Because in your mind, he can obviously lift the grocery bags, but his ability only goes as far as his mindset. Even though he could easily lift them, he doesn’t believe he can, and he’s just sitting there on the ground, already defeated.
By what you ask? By himself, how pathetic and sad.
All activity begins first in the mind. If your mind ain’t right, everything that comes after is wrong, like tainted water upstream. No good.
Just like you, there are successful people there who came from cities with mud in the streets and are on top of their game now because
- They believed they could
- They believed they deserved it
Self-Motivated Means Different Habits
I know I just gave you the “you can do anything” speech, and that’s true. But I kind of, sort of, almost, barely know a farmer who once said that “there is no change without a change in routine”.
Why? Because it gets hard sometimes.
And your success will be slow as hell or right on time depending on whether you can keep doing it even when it rains (not a good example because I’m a pluviophile).
- When your boyfriend broke up with you, did you forget to brush your teeth?
- When you lost your executive position, did you have an issue going to your favorite gym?
No, because those things aren’t hard to do.

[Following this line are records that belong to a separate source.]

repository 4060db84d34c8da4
//! PostgreSQL implementation of [`CharacterStore`].

use async_trait::async_trait;
use charbot_core::character::CharacterRecord;
use charbot_core::store::{CharacterStore, StoreError, Upserted};
use charbot_core::types::CharId;

use crate::repositories::CharacterRepo;
use crate::DbPool;

/// [`CharacterStore`] over a shared connection pool.
///
/// Cloning is cheap; clones share the pool.
#[derive(Clone)]
pub struct PgCharacterStore {
    pool: DbPool,
}

impl PgCharacterStore {
    pub fn new(pool: DbPool) -> Self {
        Self { pool }
    }
}

/// Map a sqlx error onto the store's taxonomy.
///
/// PostgreSQL unique violations (SQLSTATE 23505) become
/// [`StoreError::DuplicateKey`]; everything else is a backend failure.
/// Callers log the failure.
fn to_store_error(err: sqlx::Error) -> StoreError {
    if let sqlx::Error::Database(db_err) = &err {
        if db_err.code().as_deref() == Some("23505") {
            let constraint = db_err.constraint().unwrap_or("unknown");
            return StoreError::DuplicateKey(constraint.to_string());
        }
    }
    StoreError::Backend(err.to_string())
}

#[async_trait]
impl CharacterStore for PgCharacterStore {
    async fn find_by_char_id(
        &self,
        char_id: CharId,
    ) -> Result<Option<CharacterRecord>, StoreError> {
        let row = CharacterRepo::find_by_char_id(&self.pool, char_id)
            .await
            .map_err(to_store_error)?;
        Ok(row.map(Into::into))
    }

    async fn find_by_photo_ref(
        &self,
        photo_ref: &str,
    ) -> Result<Option<CharacterRecord>, StoreError> {
        let row = CharacterRepo::find_by_photo_ref(&self.pool, photo_ref)
            .await
            .map_err(to_store_error)?;
        Ok(row.map(Into::into))
    }

    async fn insert(&self, record: &CharacterRecord) -> Result<CharacterRecord, StoreError> {
        let row = CharacterRepo::create(&self.pool, record)
            .await
            .map_err(to_store_error)?;
        Ok(row.into())
    }

    async fn update_by_char_id(
        &self,
        char_id: CharId,
        name: &str,
        photo_ref: &str,
    ) -> Result<Option<CharacterRecord>, StoreError> {
        let row = CharacterRepo::update_by_char_id(&self.pool, char_id, name, photo_ref)
            .await
            .map_err(to_store_error)?;
        Ok(row.map(Into::into))
    }

    async fn upsert_by_char_id(&self, record: &CharacterRecord) -> Result<Upserted, StoreError> {
        let (row, inserted) = CharacterRepo::upsert_by_char_id(&self.pool, record)
            .await
            .map_err(to_store_error)?;
        Ok(if inserted {
            Upserted::Inserted(row.into())
        } else {
            Upserted::Updated(row.into())
        })
    }

    async fn ping(&self) -> Result<(), StoreError> {
        crate::health_check(&self.pool)
            .await
            .map_err(to_store_error)
    }
}
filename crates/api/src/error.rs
use axum::http::StatusCode;
use axum::response::{IntoResponse, Response};
use serde_json::json;

/// Errors returned by HTTP handlers, rendered as `{"error", "code"}` JSON.
///
/// Bot-side failures never reach this type; they are answered in chat.
#[derive(Debug, thiserror::Error)]
pub enum AppError {
    /// The caller failed to prove it is Telegram.
    #[error("Unauthorized: {0}")]
    Unauthorized(String),

    /// The body is not a Telegram update.
    #[error("Bad request: {0}")]
    BadRequest(String),
}

pub type AppResult<T> = Result<T, AppError>;

impl IntoResponse for AppError {
    fn into_response(self) -> Response {
        let (status, code, message) = match &self {
            AppError::Unauthorized(msg) => {
                (StatusCode::UNAUTHORIZED, "UNAUTHORIZED", msg.clone())
            }
            AppError::BadRequest(msg) => (StatusCode::BAD_REQUEST, "BAD_REQUEST", msg.clone()),
        };

        let body = json!({
            "error": message,
            "code": code,
        });

        (status, axum::Json(body)).into_response()
    }
}
pub mod character_repo;

pub use character_repo::CharacterRepo;
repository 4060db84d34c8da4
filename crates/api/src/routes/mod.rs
pub mod health;
pub mod webhook;
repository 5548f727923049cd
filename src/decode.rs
//! The decoding engine: a byte stream wrapper, the bit-field extraction
//! loop, and the format-matching decoder that assembles [`Instruction`]s.

// External imports
use anyhow::{bail, Result};

// Internal imports
use crate::format::{Field, FieldKind, InstFormat, FORMATS};
use crate::instruction::{
    AddressExpr, EffectiveAddress, Immediate, Instruction, Operand, Register, SegmentReg,
};
use crate::settings::DecodeSettings;

/// Input buffer capacity. Bytes past this are not decoded.
pub const MAX_STREAM_BYTES: usize = 256 * 1024;

/// The sparse field-kind -> value map produced by one format attempt.
#[derive(Default)]
struct FieldValues {
    values: [u16; FieldKind::COUNT],
    present: u16,
}

impl FieldValues {
    fn set(&mut self, kind: FieldKind, value: u16) {
        self.values[kind as usize] = value;
        self.present |= 1 << kind as usize;
    }

    /// The field's value, or 0 if the format never populated it.
    fn get(&self, kind: FieldKind) -> u16 {
        self.values[kind as usize]
    }

    fn has(&self, kind: FieldKind) -> bool {
        self.present & (1 << kind as usize) != 0
    }

    fn is_empty(&self) -> bool {
        self.present == 0
    }
}

/// A byte stream being decoded one instruction at a time. The buffer is
/// borrowed and immutable; the read cursor is the only mutable state.
pub struct InstStream<'a> {
    bytes: &'a [u8],
    /// Read cursor into `bytes`.
    read_pos: usize,
    /// Start of the instruction currently being matched. Format attempts
    /// rewind here on an opcode mismatch, and it only advances when an
    /// instruction fully decodes.
    inst_start: usize,
}

impl<'a> InstStream<'a> {
    pub fn new(bytes: &'a [u8]) -> Self {
        let len = bytes.len().min(MAX_STREAM_BYTES);
        InstStream {
            bytes: &bytes[..len],
            read_pos: 0,
            inst_start: 0,
        }
    }

    fn next_byte(&mut self) -> Result<u8> {
        if self.read_pos >= self.bytes.len() {
            bail!(
                "instruction stream ended mid-instruction at byte {}",
                self.read_pos
            );
        }
        let byte = self.bytes[self.read_pos];
        self.read_pos += 1;
        Ok(byte)
    }

    /// Parse a displacement or immediate. Wide values are two bytes,
    /// little endian. Narrow values are one byte, sign-extended to 16
    /// bits.
    fn parse_data(&mut self, wide: bool) -> Result<u16> {
        if wide {
            let lo = self.next_byte()? as u16;
            let hi = self.next_byte()? as u16;
            Ok((hi << 8) | lo)
        } else {
            Ok(self.next_byte()? as i8 as i16 as u16)
        }
    }

    /// Match one format's fields against the stream, left to right.
    ///
    /// Literal fields must equal their expected bits; on a mismatch the
    /// cursor rewinds to the start of the attempt and an empty map is
    /// returned, so the caller can try the next format with no state
    /// leaked. Zero-width fields inject their stored value without
    /// touching the stream.
    fn read_bit_fields(&mut self, fields: &[Field]) -> Result<FieldValues> {
        let mut field_values = FieldValues::default();
        let mut bits_remaining: u8 = 0;
        let mut current_byte: u8 = 0;

        for field in fields {
            let mut value = field.value as u16;
            if field.bits != 0 {
                if bits_remaining == 0 {
                    current_byte = self.next_byte()?;
                    bits_remaining = 8;
                }
                // The table never splits a field across a byte boundary
                debug_assert!(field.bits <= bits_remaining);

                bits_remaining -= field.bits;
                value = (current_byte >> bits_remaining) as u16;
                // Mark the extracted bits as consumed
                current_byte &= ((1u16 << bits_remaining) - 1) as u8;

                if field.kind == FieldKind::Literal && value != field.value as u16 {
                    // Not this format. Rewind the whole attempt.
                    self.read_pos = self.inst_start;
                    return Ok(FieldValues::default());
                }
            }
            field_values.set(field.kind, value);
        }
        Ok(field_values)
    }

    /// Attempt to decode the instruction at the cursor as `format`.
    /// Returns `None`, with the cursor unmoved, if the opcode bits do
    /// not match.
    fn try_decode(&mut self, format: &InstFormat) -> Result<Option<Instruction>> {
        let mut fields = self.read_bit_fields(format.fields)?;
        if fields.is_empty() {
            return Ok(None);
        }

        let mod_val = fields.get(FieldKind::Mod) as u8;
        let dir = fields.get(FieldKind::Direction) != 0;
        let w = fields.get(FieldKind::Width) != 0;
        let sign_extend = fields.get(FieldKind::SignExtend) != 0;
        let reg_val = fields.get(FieldKind::Reg) as u8;
        let rm_val = fields.get(FieldKind::RegMem) as u8;

        // mod=00 rm=110 means a 16-bit absolute address follows, not [bp]
        let direct_address = mod_val == 0b00 && rm_val == 0b110;
        let has_disp = mod_val == 0b01
            || mod_val == 0b10
            || direct_address
            || fields.get(FieldKind::HasDisp) != 0;
        let disp_is_w = mod_val == 0b10 || direct_address;
        let has_data = fields.get(FieldKind::HasData) != 0;
        let data_is_w = fields.get(FieldKind::WideDataIfW) != 0 && w && !sign_extend;

        // Displacement bytes come before data bytes
        if has_disp {
            let disp = self.parse_data(disp_is_w)?;
            fields.set(FieldKind::Disp, disp);
        }
        if has_data {
            let data = self.parse_data(data_is_w)?;
            fields.set(FieldKind::Data, data);
        }

        let disp = fields.get(FieldKind::Disp) as i16;
        let rm_wide = w || fields.get(FieldKind::RegMemWide) != 0;

        // The direction bit picks which slot holds the reg-like operand
        let mut operands = [Operand::None; 2];
        let (reg_slot, mod_slot) = if dir { (0, 1) } else { (1, 0) };

        if fields.has(FieldKind::SegReg) {
            operands[reg_slot] =
                Operand::SegmentReg(SegmentReg::from_bits(fields.get(FieldKind::SegReg) as u8));
        } else if fields.has(FieldKind::Reg) {
            operands[reg_slot] = Operand::Register(Register::new(reg_val, w));
        }

        if fields.has(FieldKind::RegMem) {
            operands[mod_slot] = if mod_val == 0b11 {
                Operand::Register(Register::new(rm_val, rm_wide))
            } else {
                let expr = if direct_address {
                    AddressExpr::Direct
                } else {
                    AddressExpr::from_rm(rm_val)
                };
                Operand::Memory(EffectiveAddress { expr, disp })
            };
        }

        // Any parsed or injected immediate fills the first empty slot.
        // If both slots are taken it is dropped; no format in the table
        // pairs reg+rm with trailing data.
        if let Some(slot) = operands.iter().position(|op| op.is_none()) {
            if fields.has(FieldKind::Data) {
                operands[slot] = Operand::Immediate(Immediate {
                    value: fields.get(FieldKind::Data),
                    wide: data_is_w,
                });
            }
        }

        Ok(Some(Instruction {
            op: format.op,
            operands,
            wide: rm_wide,
        }))
    }

    /// Decode the next instruction, trying every table format in order.
    ///
    /// Returns `Ok(None)` at a clean end of stream. An unmatched opcode
    /// or a truncated trailing displacement/immediate is an error, and
    /// the cursor stays at the last fully decoded instruction.
    pub fn next_instruction(&mut self) -> Result<Option<Instruction>> {
        if self.read_pos >= self.bytes.len() {
            return Ok(None);
        }
        for format in FORMATS {
            if let Some(inst) = self.try_decode(format)? {
                self.inst_start = self.read_pos;
                return Ok(Some(inst));
            }
        }
        bail!(
            "no instruction format matches byte 0x{:02X} at offset {}",
            self.bytes[self.read_pos],
            self.read_pos
        );
    }

    /// Offset just past the last fully decoded instruction.
    pub fn position(&self) -> usize {
        self.inst_start
    }
}

/// Decode an entire byte buffer into instructions.
pub fn decode(bytes: &[u8], settings: &DecodeSettings) -> Result<Vec<Instruction>> {
    let mut stream = InstStream::new(bytes);
    let mut insts = vec![];
    while let Some(inst) = stream.next_instruction()? {
        if settings.verbose {
            println!("; decoded `{}`, now at offset {}", inst, stream.position());
        }
        insts.push(inst);
    }
    Ok(insts)
}

#[cfg(test)]
mod tests {
    use super::*;

    /// A non-matching format attempt must leave the cursor untouched.
    #[test]
    fn mismatch_rewinds_cursor() {
        let bytes = [0x89, 0xD8];
        let mut stream = InstStream::new(&bytes);
        // An immediate-to-rm mov (0b1100011...) cannot match 0x89
        let inst = stream.try_decode(&FORMATS[1]).unwrap();
        assert!(inst.is_none());
        assert_eq!(stream.read_pos, 0);
        // The stream still decodes normally afterwards
        let inst = stream.next_instruction().unwrap().unwrap();
        assert_eq!(inst.op, crate::instruction::Op::Mov);
        assert_eq!(stream.read_pos, 2);
    }

    #[test]
    fn stream_capped_at_max_bytes() {
        let bytes = vec![0x90u8; MAX_STREAM_BYTES + 16];
        let stream = InstStream::new(&bytes);
        assert_eq!(stream.bytes.len(), MAX_STREAM_BYTES);
    }
}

But they are hard for some, going to the gym is torture for some, but some love it.
The point is all difficulty resides in the brain, and in the mind. Everything else is just effort.
- Farmboy’s don’t have a hard time doing what they do, but a city boy might. It’s not habitual for him.
- And that city boy might enjoy getting home and going to sleep, whereas the farm boy cannot stand the ambient noise of the city. So, habits are super important.
What your brain is used to doing, day in and day out becomes wired in as a “brain template”.
How Habits work in your Life
Imagine you typed up memos for work every week. The same memo each time with different information, but all the sections are the same.
So what you do is you take the first memo and save all the bold sections for the second memo, and when the next week rolls around, all you have to do is delete last weeks info, and replace it with this weeks info.
That’s what your brain does. When you do something every day, you become wired to do it easier the next time.
The problem is, moving toward what you want in life after you embark on the journey to being self-motivated requires that you fight this conditioning.
The solution is to make your new change habitual the same way you made your behavior now habitual, one small step at a time.
Otherwise, you will only have an idea in your head of how you want to be in the future. Without changing your behavior, you will continue to get the same results.
Your actions are what get you results. Same actions, same results. Period.
Some Good News
The good thing is that changing habits can be easy with the right tools. Consistency is going to be your secret weapon.
When your brain sees a brand new activity as hard, difficult, or requiring too much of the organism’s (you and me) resources, it will inhibit your motivation to act, and cause you to procrastinate.
The secret weapon is to make the activity seem harmless. If your brain doesn’t see it as a threat, it won’t hinder you.
Self-Motivated: Eat your Chunky Soup
If you were to take a large task like going to the gym and found that you lacked the motivation to even start making it a habit, you could break it down into smaller chunks (which is actually called chunking) and see how that works.
So, “get up and go to the gym Frank” becomes
- Put on tennis shoes and gym wear
- Walk to car
- Drive to gym
- Etc…
And there are several ways you can manipulate the chunking!
One method is to tell yourself you are only going to do “whatever” for five minutes. Your brain won’t stop you for that. That’s a harmless amount of time. After five minutes, you will find you can easily continue.
Another way to increase your odds is to make your list based on tasks that you know you think are easy. Break them down as far as you need to in order to look at each task and feel “yeah, I could definitely do that no problem. That’s barely doing anything.”
Well it might be, but you have ten tasks lined up that are “barely doing anything” and they combine to create you doing a whole lotta something. It’s like freakin’ magic I swear.